Geometric Shape Accuracy:Roundness and cylindricity of critical surfaces such as journal surfaces, outer conical surfaces and tapered holes. Their errors shall generally be limited within the dimensional tolerance range. For precision shafts, additional specifications on geometric shape accuracy shall be indicated separately on the part drawing.

Mutual Position Accuracy:Coaxiality of outer surfaces and critical shaft surfaces, radial runout of circles, perpendicularity of key end faces to the shaft centerline, parallelism between end faces, etc.

Surface Roughness:All shaft machined surfaces require specified surface roughness, determined by process feasibility and cost. Support journals: Ra 0.2~1.6 μm; transmission fitting journals: Ra 0.4~3.2 μm.

Requirements for heat treatment, chamfering, edge breaking and surface finishing.

Machining Process of Shaft Parts

Basic Principles of Machining Process Formulation

Machining shall be performed first at positions close to the tool setting point, followed by positions far from the tool setting point. Arrange rough machining for internal and external surfaces first, and then carry out finish machining. Simplify the program flow to reduce error risks and improve programming efficiency.

Division of Processes:Divide one clamping and machining operation into a single process, which applies to parts with limited machining content.Divide processes by the machining content completed with the same cutting tool.Divide processes by machining positions, suitable for workpieces with a large amount of machining content.

Clamping Method:

The general fixture of CNC lathes is the chuck, mostly a three-jaw chuck. When machining shaft parts with a three-jaw chuck, the axis of the workpiece coincides with the center line of the chuck. Alignment is usually unnecessary, featuring fast clamping efficiency.

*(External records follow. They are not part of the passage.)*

//! Wilson B-matrix of the local-frame features and force conversion.
//!
//! Row `i`, column `3j + c` of the B-matrix holds `d feature_i / d x_{j,c}`, where
//! `x_{j,c}` is Cartesian component `c` of atom `j` in Bohr. The matrix is
//! assembled one 3-column block per atom from closed-form partials of the encoder:
//! frame atoms pick up the chain rule through the normalize/cross construction of
//! the C-matrix, every other atom contributes only through its own
//! `(r, theta, phi)` triplet.

use super::alf::{Alf, SystemAlf};
use super::error::GeometryError;
use super::features::{self, check_atom_count, is_cyclic};
use super::models::geometry::Atoms;
use super::utils::geometry::{DEGENERACY_EPS, normalization_jacobian, skew, wrap_angle};
use nalgebra::{DMatrix, DVector, Matrix3, RowVector3, Vector3};
use thiserror::Error;
use tracing::{debug, instrument, warn};

pub const DEFAULT_FINITE_DIFFERENCE_STEP: f64 = 1e-6;
pub const DEFAULT_JACOBIAN_TOLERANCE: f64 = 1e-5;
pub const DEFAULT_SINGULAR_WARNING_THRESHOLD: f64 = 1e-10;

/// Local axes of a frame and their derivatives with respect to
/// `a = x_atom - origin` and `b = xy_atom - origin`.
struct FrameDerivatives {
    ex: Vector3<f64>,
    ey: Vector3<f64>,
    ez: Vector3<f64>,
    dex_da: Matrix3<f64>,
    dey_da: Matrix3<f64>,
    dey_db: Matrix3<f64>,
    dez_da: Matrix3<f64>,
    dez_db: Matrix3<f64>,
}

impl FrameDerivatives {
    fn new(a: &Vector3<f64>, b: &Vector3<f64>, atom: usize) -> Result<Self, GeometryError> {
        let a_norm = a.norm();
        if a_norm < DEGENERACY_EPS {
            return Err(GeometryError::DegenerateGeometry {
                atom,
                reason: "x-axis atom coincides with the origin",
            });
        }
        let ex = a / a_norm;
        let dex_da = normalization_jacobian(&ex, a_norm);

        let projector = Matrix3::identity() - ex * ex.transpose();
        let y = projector * b;
        let y_norm = y.norm();
        if y_norm < DEGENERACY_EPS {
            return Err(GeometryError::DegenerateGeometry {
                atom,
                reason: "xy-plane atom is collinear with the x axis",
            });
        }
        let ey = y / y_norm;
        let dy_da = -ex * (dex_da * b).transpose() - ex.dot(b) * dex_da;
        let dy_db = projector;
        let dey_dy = normalization_jacobian(&ey, y_norm);
        let dey_da = dey_dy * dy_da;
        let dey_db = dey_dy * dy_db;

        let ez = ex.cross(&ey);
        let dez_da = -skew(&ey) * dex_da + skew(&ex) * dey_da;
        let dez_db = skew(&ex) * dey_db;

        Ok(Self {
            ex,
            ey,
            ez,
            dex_da,
            dey_da,
            dey_db,
            dez_da,
            dez_db,
        })
    }
}

/// Partials of one feature with respect to the frame vectors and the atom vector.
struct Partials {
    da: RowVector3<f64>,
    db: RowVector3<f64>,
    dv: RowVector3<f64>,
}

impl Default for Partials {
    fn default() -> Self {
        Self {
            da: RowVector3::zeros(),
            db: RowVector3::zeros(),
            dv: RowVector3::zeros(),
        }
    }
}

struct BMatrix {
    matrix: DMatrix<f64>,
}

impl BMatrix {
    fn zeros(n_features: usize, n_atoms: usize) -> Self {
        Self {
            matrix: DMatrix::zeros(n_features, 3 * n_atoms),
        }
    }

    fn add(&mut self, row: usize, atom: usize, block: &RowVector3<f64>) {
        for c in 0..3 {
            self.matrix[(row, 3 * atom + c)] += block[c];
        }
    }

    /// Scatters partials taken with respect to `a = X - O`, `b = Y - O` and
    /// `v = K - O` onto the atom blocks `X`, `Y`, `K` and `O`.
    fn scatter(&mut self, row: usize, alf: &Alf, xy: usize, atom: Option<usize>, p: &Partials) {
        self.add(row, alf.x_axis, &p.da);
        self.add(row, xy, &p.db);
        if let Some(k) = atom {
            self.add(row, k, &p.dv);
        }
        self.add(row, alf.origin, &(-(p.da + p.db + p.dv)));
    }
}

/// Analytic B-matrix (`n_features x 3N`) of `atom`'s features, evaluated on
/// `atoms` converted to Bohr.
///
/// # Errors
///
/// Fails with [`GeometryError::TopologyMismatch`] if `atoms` does not match
/// `system_alf`, and with [`GeometryError::DegenerateGeometry`] if the frame or
/// one of the spherical coordinates is singular.
pub fn build(
    atoms: &Atoms,
    system_alf: &SystemAlf,
    atom: usize,
) -> Result<DMatrix<f64>, GeometryError> {
    check_atom_count(atoms, system_alf)?;
    let atoms = atoms.to_bohr();
    let alf = system_alf.resolve(atom)?;
    let n_atoms = atoms.len();
    let mut b_matrix = BMatrix::zeros(features::n_features(n_atoms), n_atoms);

    let origin = atoms.position(alf.origin)?;
    let a = atoms.position(alf.x_axis)? - origin;
    let a_norm = a.norm();
    if a_norm < DEGENERACY_EPS {
        return Err(GeometryError::DegenerateGeometry {
            atom,
            reason: "x-axis atom coincides with the origin",
        });
    }
    let ua = a / a_norm;

    let Some(xy) = alf.xy_plane else {
        b_matrix.add(0, alf.x_axis, &ua.transpose());
        b_matrix.add(0, alf.origin, &(-ua.transpose()));
        return Ok(b_matrix.matrix);
    };

    let b = atoms.position(xy)? - origin;
    let b_norm = b.norm();
    let ub = b / b_norm;
    let frame = FrameDerivatives::new(&a, &b, atom)?;

    // bond1, bond2
    let bond1 = Partials {
        da: ua.transpose(),
        ..Default::default()
    };
    b_matrix.scatter(0, &alf, xy, None, &bond1);
    let bond2 = Partials {
        db: ub.transpose(),
        ..Default::default()
    };
    b_matrix.scatter(1, &alf, xy, None, &bond2);

    // angle1
    let cos = ua.dot(&ub);
    let sin = ua.cross(&ub).norm();
    if sin < DEGENERACY_EPS {
        return Err(GeometryError::DegenerateGeometry {
            atom,
            reason: "frame angle is 0 or pi",
        });
    }
    let angle = Partials {
        da: ((cos * ua - ub) / (a_norm * sin)).transpose(),
        db: ((cos * ub - ua) / (b_norm * sin)).transpose(),
        ..Default::default()
    };
    b_matrix.scatter(2, &alf, xy, None, &angle);

    for (j, k) in system_alf.remaining_atoms(atom)?.into_iter().enumerate() {
        let row = 3 + 3 * j;
        let v = atoms.position(k)? - origin;
        let r = v.norm();
        let (lx, ly, lz) = (frame.ex.dot(&v), frame.ey.dot(&v), frame.ez.dot(&v));
        let rho_sq = lx * lx + ly * ly;
        if r < DEGENERACY_EPS || rho_sq.sqrt() < DEGENERACY_EPS * r.max(1.0) {
            return Err(GeometryError::DegenerateGeometry {
                atom,
                reason: "atom lies on the local z axis",
            });
        }
        let vt = v.transpose();

        let dr = Partials {
            dv: vt / r,
            ..Default::default()
        };
        b_matrix.scatter(row, &alf, xy, Some(k), &dr);

        // theta = acos(lz / r); d(lz / r) = dlz / r - lz dr / r^2
        let s = rho_sq.sqrt() / r;
        let theta = Partials {
            da: -(vt * frame.dez_da) / (r * s),
            db: -(vt * frame.dez_db) / (r * s),
            dv: -(frame.ez.transpose() / r - lz * vt / r.powi(3)) / s,
        };
        b_matrix.scatter(row + 1, &alf, xy, Some(k), &theta);

        // phi = atan2(ly, lx)
        let dlx_da = vt * frame.dex_da;
        let dly_da = vt * frame.dey_da;
        let dly_db = vt * frame.dey_db;
        let phi = Partials {
            da: (lx * dly_da - ly * dlx_da) / rho_sq,
            db: lx * dly_db / rho_sq,
            dv: (lx * frame.ey.transpose() - ly * frame.ex.transpose()) / rho_sq,
        };
        b_matrix.scatter(row + 2, &alf, xy, Some(k), &phi);
    }

    Ok(b_matrix.matrix)
}

/// Report of one analytic-vs-numerical Jacobian comparison.
#[derive(Debug, Clone, PartialEq)]
pub struct JacobianCheck {
    pub atom: usize,
    pub max_abs_error: f64,
    /// `(feature row, Cartesian column)` of the largest deviation.
    pub worst_entry: Option<(usize, usize)>,
    pub tolerance: f64,
    pub passed: bool,
}

/// Central finite-difference approximation of the B-matrix, in Bohr.
///
/// Differences of cyclic components are wrapped into `(-pi, pi]` so a phi crossing
/// the branch cut does not show up as a `2 pi` jump.
pub fn numerical(
    atoms: &Atoms,
    system_alf: &SystemAlf,
    atom: usize,
    step: f64,
) -> Result<DMatrix<f64>, GeometryError> {
    let atoms = atoms.to_bohr();
    let x0 = atoms.flat_coordinates();
    let n_features = features::n_features(atoms.len());
    let mut numerical = DMatrix::zeros(n_features, x0.len());

    for col in 0..x0.len() {
        let mut plus = x0.clone();
        plus[col] += step;
        let mut minus = x0.clone();
        minus[col] -= step;
        let f_plus = features::encode(&atoms.with_flat_coordinates(&plus)?, system_alf, atom)?;
        let f_minus = features::encode(&atoms.with_flat_coordinates(&minus)?, system_alf, atom)?;
        for row in 0..n_features {
            let delta = f_plus[row] - f_minus[row];
            let delta = if is_cyclic(row) { wrap_angle(delta) } else { delta };
            numerical[(row, col)] = delta / (2.0 * step);
        }
    }
    Ok(numerical)
}

/// Compares [`build`] against [`numerical`] entry by entry.
#[instrument(skip_all, name = "jacobian_verification", fields(atom = atom))]
pub fn verify_jacobian(
    atoms: &Atoms,
    system_alf: &SystemAlf,
    atom: usize,
    step: f64,
    tolerance: f64,
) -> Result<JacobianCheck, GeometryError> {
    let analytic = build(atoms, system_alf, atom)?;
    let numerical = numerical(atoms, system_alf, atom, step)?;

    let mut max_abs_error = 0.0;
    let mut worst_entry = None;
    for row in 0..analytic.nrows() {
        for col in 0..analytic.ncols() {
            let error = (analytic[(row, col)] - numerical[(row, col)]).abs();
            if error > max_abs_error {
                max_abs_error = error;
                worst_entry = Some((row, col));
            }
        }
    }
    let passed = max_abs_error <= tolerance;
    debug!(max_abs_error, passed, "Jacobian verified against finite differences.");
    Ok(JacobianCheck {
        atom,
        max_abs_error,
        worst_entry,
        tolerance,
        passed,
    })
}

/// The Gram matrix `G = B B^T` had (near-)zero singular values; the conversion
/// went through the pseudo-inverse and the result may be ill-conditioned.
#[derive(Debug, Clone, PartialEq, Error)]
#[error(
    "Near-singular Gram matrix for atom {atom}: smallest relative singular value {smallest_relative:.3e}, {discarded} discarded"
)]
pub struct SingularJacobianWarning {
    pub atom: usize,
    pub smallest_relative: f64,
    pub discarded: usize,
    pub singular_values: Vec<f64>,
}

/// Controls the SVD pseudo-inverse of the Gram matrix.
#[derive(Debug, Clone, Copy, PartialEq)]
pub struct PseudoInverseOptions {
    /// Singular values at or below `cutoff * s_max` are dropped. `None` inverts every
    /// non-zero singular value.
    pub relative_cutoff: Option<f64>,
    /// Relative singular value below which a [`SingularJacobianWarning`] is produced.
    pub warning_threshold: f64,
}

impl Default for PseudoInverseOptions {
    fn default() -> Self {
        Self {
            relative_cutoff: None,
            warning_threshold: DEFAULT_SINGULAR_WARNING_THRESHOLD,
        }
    }
}

/// Feature-space forces plus the conditioning report of the conversion.
#[derive(Debug, Clone, PartialEq)]
pub struct FeatureForces {
    pub values: DVector<f64>,
    pub warning: Option<SingularJacobianWarning>,
}

fn pseudo_inverse(
    gram: DMatrix<f64>,
    atom: usize,
    options: &PseudoInverseOptions,
) -> Result<(DMatrix<f64>, Option<SingularJacobianWarning>), GeometryError> {
    let svd = gram.svd(true, true);
    let (Some(u), Some(v_t)) = (svd.u, svd.v_t) else {
        return Err(GeometryError::DegenerateGeometry {
            atom,
            reason: "singular value decomposition of the Gram matrix failed",
        });
    };
    let singular_values = svd.singular_values;
    let s_max = singular_values.max();
    let threshold = match options.relative_cutoff {
        Some(cutoff) => cutoff * s_max,
        None => 0.0,
    };

    let mut inverse_s = DVector::zeros(singular_values.len());
    let mut discarded = 0;
    for (i, &s) in singular_values.iter().enumerate() {
        if s > threshold {
            inverse_s[i] = 1.0 / s;
        } else {
            discarded += 1;
        }
    }

    let smallest_relative = if s_max > 0.0 {
        singular_values.min() / s_max
    } else {
        0.0
    };
    let warning = (smallest_relative < options.warning_threshold).then(|| {
        let warning = SingularJacobianWarning {
            atom,
            smallest_relative,
            discarded,
            singular_values: singular_values.iter().copied().collect(),
        };
        warn!(%warning, "Gram matrix inverted through its pseudo-inverse.");
        warning
    });

    let pinv = v_t.transpose() * DMatrix::from_diagonal(&inverse_s) * u.transpose();
    Ok((pinv, warning))
}

fn flatten_forces(
    forces: &[Vector3<f64>],
    n_atoms: usize,
    atom: usize,
) -> Result<DVector<f64>, GeometryError> {
    if forces.len() != n_atoms {
        return Err(GeometryError::DimensionMismatch {
            atom,
            expected: n_atoms,
            found: forces.len(),
        });
    }
    Ok(DVector::from_iterator(
        3 * n_atoms,
        forces.iter().flat_map(|f| [f.x, f.y, f.z]),
    ))
}

/// Cartesian forces (N x 3) to feature-space forces: `(B B^T)^+ B f`.
pub fn cartesian_to_feature_forces(
    b_matrix: &DMatrix<f64>,
    forces: &[Vector3<f64>],
    atom: usize,
    options: &PseudoInverseOptions,
) -> Result<FeatureForces, GeometryError> {
    let flat = flatten_forces(forces, b_matrix.ncols() / 3, atom)?;
    let gram = b_matrix * b_matrix.transpose();
    let (gram_inverse, warning) = pseudo_inverse(gram, atom, options)?;
    Ok(FeatureForces {
        values: gram_inverse * (b_matrix * flat),
        warning,
    })
}

/// Feature-space forces back to Cartesian forces (N x 3): `B^T f`.
pub fn feature_to_cartesian_forces(
    b_matrix: &DMatrix<f64>,
    feature_forces: &DVector<f64>,
    atom: usize,
) -> Result<Vec<Vector3<f64>>, GeometryError> {
    if feature_forces.len() != b_matrix.nrows() {
        return Err(GeometryError::DimensionMismatch {
            atom,
            expected: b_matrix.nrows(),
            found: feature_forces.len(),
        });
    }
    let flat = b_matrix.transpose() * feature_forces;
    Ok(flat
        .as_slice()
        .chunks_exact(3)
        .map(|c| Vector3::new(c[0], c[1], c[2]))
        .collect())
}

High-precision parts use the following machining methods

Double center clamping:

Suitable for long workpieces or parts requiring multiple clampings, such as long shafts and lead screws. It features easy operation, no alignment needed and high clamping accuracy. However, center holes must be drilled on the workpiece end faces before clamping.

Single chuck and single center mounting

Double-center clamping features high accuracy but low rigidity, restricting cutting parameters. For common shafts and heavy workpieces, adopt one-end clamping plus tail center support.

The center hole of shaft parts serves as the design datum, machining datum and inspection benchmark for qualification evaluation. Thus, center holes are critically important, whose angle, roundness and surface roughness must meet specified precision requirements.